__What this task involves__. Find every line of the records that has "matches" and return it.

[[ Extracted data, beginning ]]

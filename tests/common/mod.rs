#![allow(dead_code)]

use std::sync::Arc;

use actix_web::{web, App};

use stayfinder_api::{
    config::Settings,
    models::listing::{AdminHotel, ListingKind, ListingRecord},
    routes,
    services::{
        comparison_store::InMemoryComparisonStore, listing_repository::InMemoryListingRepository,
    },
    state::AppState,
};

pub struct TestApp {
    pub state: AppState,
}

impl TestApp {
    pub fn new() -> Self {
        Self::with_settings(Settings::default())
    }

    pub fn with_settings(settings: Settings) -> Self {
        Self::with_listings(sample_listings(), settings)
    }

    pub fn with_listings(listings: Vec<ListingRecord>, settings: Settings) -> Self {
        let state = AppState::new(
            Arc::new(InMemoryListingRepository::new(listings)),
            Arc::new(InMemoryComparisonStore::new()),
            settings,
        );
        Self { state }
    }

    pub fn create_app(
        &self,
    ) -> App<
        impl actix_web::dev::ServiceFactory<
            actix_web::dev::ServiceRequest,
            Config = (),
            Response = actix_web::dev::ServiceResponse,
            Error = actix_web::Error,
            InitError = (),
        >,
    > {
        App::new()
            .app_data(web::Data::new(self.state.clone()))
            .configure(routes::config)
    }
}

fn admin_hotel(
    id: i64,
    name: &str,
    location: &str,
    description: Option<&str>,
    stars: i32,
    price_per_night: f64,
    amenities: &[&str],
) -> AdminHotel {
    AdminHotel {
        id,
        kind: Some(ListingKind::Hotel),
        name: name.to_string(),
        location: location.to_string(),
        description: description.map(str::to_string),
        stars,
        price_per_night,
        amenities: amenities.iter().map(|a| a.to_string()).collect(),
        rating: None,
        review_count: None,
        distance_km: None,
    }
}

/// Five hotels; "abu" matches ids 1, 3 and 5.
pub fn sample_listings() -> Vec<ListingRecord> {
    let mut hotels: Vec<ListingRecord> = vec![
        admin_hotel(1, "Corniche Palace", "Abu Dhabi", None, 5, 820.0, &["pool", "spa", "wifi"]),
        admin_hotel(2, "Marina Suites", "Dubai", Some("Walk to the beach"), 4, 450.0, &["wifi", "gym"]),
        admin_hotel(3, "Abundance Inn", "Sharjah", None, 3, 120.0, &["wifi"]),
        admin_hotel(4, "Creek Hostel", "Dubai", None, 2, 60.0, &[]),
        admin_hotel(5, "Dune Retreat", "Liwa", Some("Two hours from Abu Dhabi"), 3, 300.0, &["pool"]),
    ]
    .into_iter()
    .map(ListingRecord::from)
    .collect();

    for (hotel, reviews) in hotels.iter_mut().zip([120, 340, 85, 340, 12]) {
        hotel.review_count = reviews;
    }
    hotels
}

[[ Extracted data, end ]]
[[ Extracted data, beginning ]]

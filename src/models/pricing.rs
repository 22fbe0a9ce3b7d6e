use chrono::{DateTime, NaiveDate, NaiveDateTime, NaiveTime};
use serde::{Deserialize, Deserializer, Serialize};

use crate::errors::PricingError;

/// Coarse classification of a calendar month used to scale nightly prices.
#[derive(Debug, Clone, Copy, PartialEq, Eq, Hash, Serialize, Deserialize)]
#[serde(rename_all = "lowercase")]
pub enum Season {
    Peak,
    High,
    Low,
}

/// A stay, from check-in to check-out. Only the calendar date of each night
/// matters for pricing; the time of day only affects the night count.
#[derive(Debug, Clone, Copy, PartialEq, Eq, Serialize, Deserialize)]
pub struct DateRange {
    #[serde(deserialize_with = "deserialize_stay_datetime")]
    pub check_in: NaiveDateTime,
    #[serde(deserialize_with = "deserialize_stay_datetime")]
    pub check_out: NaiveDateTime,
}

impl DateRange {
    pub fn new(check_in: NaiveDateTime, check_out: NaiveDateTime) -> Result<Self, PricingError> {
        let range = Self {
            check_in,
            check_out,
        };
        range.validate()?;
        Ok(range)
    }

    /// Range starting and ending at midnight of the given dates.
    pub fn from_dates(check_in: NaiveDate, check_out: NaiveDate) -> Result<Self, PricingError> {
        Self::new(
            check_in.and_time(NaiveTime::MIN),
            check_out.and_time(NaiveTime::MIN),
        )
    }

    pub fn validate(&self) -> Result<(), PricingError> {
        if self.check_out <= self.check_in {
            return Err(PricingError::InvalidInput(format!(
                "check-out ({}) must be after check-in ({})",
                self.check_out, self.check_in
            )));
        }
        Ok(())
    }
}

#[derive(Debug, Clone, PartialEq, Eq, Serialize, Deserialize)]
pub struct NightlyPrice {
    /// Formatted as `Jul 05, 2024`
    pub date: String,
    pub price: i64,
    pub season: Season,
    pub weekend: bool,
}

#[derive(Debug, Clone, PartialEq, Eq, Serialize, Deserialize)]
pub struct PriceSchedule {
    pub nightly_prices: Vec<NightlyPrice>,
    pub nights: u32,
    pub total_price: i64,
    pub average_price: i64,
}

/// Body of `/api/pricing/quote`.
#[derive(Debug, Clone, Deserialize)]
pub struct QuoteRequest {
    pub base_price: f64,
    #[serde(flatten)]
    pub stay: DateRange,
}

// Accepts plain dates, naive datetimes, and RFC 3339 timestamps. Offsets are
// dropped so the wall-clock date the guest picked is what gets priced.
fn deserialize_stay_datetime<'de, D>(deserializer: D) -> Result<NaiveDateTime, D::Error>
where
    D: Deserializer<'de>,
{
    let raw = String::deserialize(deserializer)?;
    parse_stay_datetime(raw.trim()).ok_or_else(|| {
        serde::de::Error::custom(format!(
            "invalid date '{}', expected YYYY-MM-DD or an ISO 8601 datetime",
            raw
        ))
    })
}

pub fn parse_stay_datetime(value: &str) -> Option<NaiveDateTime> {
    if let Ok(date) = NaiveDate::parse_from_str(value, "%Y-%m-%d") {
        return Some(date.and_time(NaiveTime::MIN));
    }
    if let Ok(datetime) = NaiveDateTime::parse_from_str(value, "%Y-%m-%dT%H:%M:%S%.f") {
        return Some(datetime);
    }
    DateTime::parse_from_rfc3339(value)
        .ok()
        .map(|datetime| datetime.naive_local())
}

[[ Extracted data, end ]]
[[ Extracted data, beginning ]]

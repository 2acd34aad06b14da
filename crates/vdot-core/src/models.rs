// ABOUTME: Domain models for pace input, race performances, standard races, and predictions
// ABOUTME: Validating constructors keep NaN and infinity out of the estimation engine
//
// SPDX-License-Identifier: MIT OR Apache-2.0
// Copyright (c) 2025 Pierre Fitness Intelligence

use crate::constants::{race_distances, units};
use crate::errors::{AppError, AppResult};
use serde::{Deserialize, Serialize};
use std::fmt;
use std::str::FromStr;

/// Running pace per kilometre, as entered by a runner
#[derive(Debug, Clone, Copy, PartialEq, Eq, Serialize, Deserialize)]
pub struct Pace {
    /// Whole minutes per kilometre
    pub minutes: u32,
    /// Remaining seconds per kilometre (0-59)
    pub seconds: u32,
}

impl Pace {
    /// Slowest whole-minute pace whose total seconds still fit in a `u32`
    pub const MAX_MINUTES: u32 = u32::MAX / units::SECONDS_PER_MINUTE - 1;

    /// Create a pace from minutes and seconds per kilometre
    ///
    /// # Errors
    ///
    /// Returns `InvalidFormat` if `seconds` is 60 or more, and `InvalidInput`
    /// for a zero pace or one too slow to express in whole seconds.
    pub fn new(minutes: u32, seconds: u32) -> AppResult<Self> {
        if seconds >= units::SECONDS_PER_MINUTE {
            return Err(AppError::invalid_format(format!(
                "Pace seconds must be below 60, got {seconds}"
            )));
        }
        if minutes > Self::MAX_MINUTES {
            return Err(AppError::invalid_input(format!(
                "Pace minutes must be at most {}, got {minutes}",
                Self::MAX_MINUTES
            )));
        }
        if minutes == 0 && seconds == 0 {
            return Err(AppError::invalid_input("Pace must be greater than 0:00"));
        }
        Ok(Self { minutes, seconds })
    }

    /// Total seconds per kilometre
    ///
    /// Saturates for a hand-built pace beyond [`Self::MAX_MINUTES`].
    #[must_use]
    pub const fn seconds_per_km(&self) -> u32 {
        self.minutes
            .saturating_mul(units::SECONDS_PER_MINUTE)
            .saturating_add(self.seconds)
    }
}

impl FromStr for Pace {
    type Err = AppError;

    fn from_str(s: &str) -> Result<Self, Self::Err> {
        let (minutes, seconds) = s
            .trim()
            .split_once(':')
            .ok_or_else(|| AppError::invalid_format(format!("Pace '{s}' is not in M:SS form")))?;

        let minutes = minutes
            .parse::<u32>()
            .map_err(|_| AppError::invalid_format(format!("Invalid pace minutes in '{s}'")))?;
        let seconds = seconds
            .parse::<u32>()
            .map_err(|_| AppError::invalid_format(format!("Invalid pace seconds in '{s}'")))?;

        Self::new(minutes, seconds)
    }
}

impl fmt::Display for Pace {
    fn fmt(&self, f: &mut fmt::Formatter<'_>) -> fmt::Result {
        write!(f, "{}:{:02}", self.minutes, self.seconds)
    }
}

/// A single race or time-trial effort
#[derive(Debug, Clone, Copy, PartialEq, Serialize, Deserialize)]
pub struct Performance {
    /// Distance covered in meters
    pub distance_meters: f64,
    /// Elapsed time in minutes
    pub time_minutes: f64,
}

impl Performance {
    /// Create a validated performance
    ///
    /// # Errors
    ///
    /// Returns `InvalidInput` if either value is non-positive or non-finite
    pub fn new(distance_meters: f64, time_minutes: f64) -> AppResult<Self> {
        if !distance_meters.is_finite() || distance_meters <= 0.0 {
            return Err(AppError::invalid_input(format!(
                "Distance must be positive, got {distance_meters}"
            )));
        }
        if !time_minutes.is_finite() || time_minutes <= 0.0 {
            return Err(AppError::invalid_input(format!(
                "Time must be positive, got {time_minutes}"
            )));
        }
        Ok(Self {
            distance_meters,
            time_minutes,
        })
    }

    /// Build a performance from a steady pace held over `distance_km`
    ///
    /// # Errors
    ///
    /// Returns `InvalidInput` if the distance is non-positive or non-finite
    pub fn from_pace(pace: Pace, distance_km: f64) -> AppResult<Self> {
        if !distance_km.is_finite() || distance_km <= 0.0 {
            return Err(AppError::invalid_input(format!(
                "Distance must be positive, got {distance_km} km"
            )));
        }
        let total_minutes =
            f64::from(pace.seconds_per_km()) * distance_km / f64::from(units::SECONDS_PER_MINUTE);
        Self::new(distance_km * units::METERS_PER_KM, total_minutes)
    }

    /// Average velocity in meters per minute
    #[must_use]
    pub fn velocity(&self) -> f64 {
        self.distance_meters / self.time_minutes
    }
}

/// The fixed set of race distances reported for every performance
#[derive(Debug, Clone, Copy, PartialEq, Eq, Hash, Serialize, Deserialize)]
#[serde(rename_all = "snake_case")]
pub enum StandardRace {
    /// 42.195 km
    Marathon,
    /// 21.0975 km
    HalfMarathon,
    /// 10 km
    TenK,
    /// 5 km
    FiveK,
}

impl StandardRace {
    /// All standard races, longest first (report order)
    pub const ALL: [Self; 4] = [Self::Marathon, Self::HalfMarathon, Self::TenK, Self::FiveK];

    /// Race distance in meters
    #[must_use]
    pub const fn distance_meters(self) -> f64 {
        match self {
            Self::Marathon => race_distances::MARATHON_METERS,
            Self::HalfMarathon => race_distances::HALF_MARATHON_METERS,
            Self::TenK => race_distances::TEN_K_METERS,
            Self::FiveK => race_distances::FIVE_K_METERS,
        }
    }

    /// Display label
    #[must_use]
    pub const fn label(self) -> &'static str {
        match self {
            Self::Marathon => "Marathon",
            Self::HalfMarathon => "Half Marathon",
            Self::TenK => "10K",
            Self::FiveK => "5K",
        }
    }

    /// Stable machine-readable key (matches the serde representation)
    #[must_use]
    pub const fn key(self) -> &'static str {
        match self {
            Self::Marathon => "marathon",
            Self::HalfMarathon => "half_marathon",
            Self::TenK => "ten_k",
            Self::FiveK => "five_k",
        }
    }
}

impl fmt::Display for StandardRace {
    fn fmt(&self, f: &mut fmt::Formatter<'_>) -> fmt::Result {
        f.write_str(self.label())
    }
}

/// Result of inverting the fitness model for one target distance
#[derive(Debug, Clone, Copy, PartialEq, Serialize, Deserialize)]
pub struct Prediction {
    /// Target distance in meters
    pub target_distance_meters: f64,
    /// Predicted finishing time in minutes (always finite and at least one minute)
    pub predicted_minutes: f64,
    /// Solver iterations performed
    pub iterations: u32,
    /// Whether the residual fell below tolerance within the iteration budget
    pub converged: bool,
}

[[ Extracted data, end ]]

__Answer to the problem__.
/// Five hotels; "abu" matches ids 1, 3 and 5.
    /// Stable machine-readable key (matches the serde representation)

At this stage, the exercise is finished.